### Extracted records
++++++++
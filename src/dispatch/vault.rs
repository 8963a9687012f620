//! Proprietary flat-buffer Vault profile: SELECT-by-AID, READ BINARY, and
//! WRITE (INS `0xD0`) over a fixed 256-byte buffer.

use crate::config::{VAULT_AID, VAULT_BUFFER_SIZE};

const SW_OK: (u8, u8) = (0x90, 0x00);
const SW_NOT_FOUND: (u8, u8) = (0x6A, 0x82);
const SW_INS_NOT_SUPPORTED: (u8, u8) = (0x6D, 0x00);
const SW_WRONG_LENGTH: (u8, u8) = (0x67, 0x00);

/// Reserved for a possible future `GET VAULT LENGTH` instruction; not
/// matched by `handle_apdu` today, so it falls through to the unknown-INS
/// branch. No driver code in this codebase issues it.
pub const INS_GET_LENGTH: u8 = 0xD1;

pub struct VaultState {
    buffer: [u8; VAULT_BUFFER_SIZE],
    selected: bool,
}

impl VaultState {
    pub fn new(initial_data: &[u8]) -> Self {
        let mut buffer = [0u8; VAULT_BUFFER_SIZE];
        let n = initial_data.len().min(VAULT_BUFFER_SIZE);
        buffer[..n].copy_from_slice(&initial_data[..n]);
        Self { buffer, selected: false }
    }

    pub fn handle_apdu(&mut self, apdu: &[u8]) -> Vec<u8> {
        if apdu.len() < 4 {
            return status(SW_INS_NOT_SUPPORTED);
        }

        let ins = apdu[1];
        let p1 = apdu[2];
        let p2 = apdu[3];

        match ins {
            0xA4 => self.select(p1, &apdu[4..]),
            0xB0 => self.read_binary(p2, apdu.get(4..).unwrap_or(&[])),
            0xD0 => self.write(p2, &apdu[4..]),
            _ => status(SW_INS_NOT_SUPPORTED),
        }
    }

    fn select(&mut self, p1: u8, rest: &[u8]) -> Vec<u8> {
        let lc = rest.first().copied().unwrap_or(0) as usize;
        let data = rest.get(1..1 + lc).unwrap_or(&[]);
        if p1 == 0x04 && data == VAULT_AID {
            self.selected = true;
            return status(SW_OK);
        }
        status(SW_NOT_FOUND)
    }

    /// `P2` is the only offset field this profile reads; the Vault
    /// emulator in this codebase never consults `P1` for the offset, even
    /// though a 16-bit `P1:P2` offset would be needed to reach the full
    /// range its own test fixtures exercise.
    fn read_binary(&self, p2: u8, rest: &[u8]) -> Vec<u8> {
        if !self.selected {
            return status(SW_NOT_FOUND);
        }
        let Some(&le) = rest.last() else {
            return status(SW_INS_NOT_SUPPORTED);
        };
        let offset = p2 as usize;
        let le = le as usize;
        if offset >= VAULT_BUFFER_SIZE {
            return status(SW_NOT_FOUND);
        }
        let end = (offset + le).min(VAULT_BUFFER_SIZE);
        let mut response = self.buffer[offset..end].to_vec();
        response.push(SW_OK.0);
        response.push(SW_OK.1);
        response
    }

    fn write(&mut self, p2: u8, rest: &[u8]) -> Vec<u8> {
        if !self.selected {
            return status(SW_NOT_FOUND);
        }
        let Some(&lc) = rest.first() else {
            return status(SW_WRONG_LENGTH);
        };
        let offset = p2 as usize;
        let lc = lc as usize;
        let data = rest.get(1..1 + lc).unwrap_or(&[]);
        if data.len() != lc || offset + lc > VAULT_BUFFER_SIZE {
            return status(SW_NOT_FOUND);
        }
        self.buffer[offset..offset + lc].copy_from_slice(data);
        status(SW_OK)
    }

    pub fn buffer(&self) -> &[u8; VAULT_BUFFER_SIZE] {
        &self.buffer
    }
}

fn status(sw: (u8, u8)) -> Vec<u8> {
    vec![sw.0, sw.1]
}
++++++++
### TASK INSTRUCTIONS
Return only those lines of the records that contain the string "profile".

### REPLY
//! Proprietary flat-buffer Vault profile: SELECT-by-AID, READ BINARY, and
    /// `P2` is the only offset field this profile reads; the Vault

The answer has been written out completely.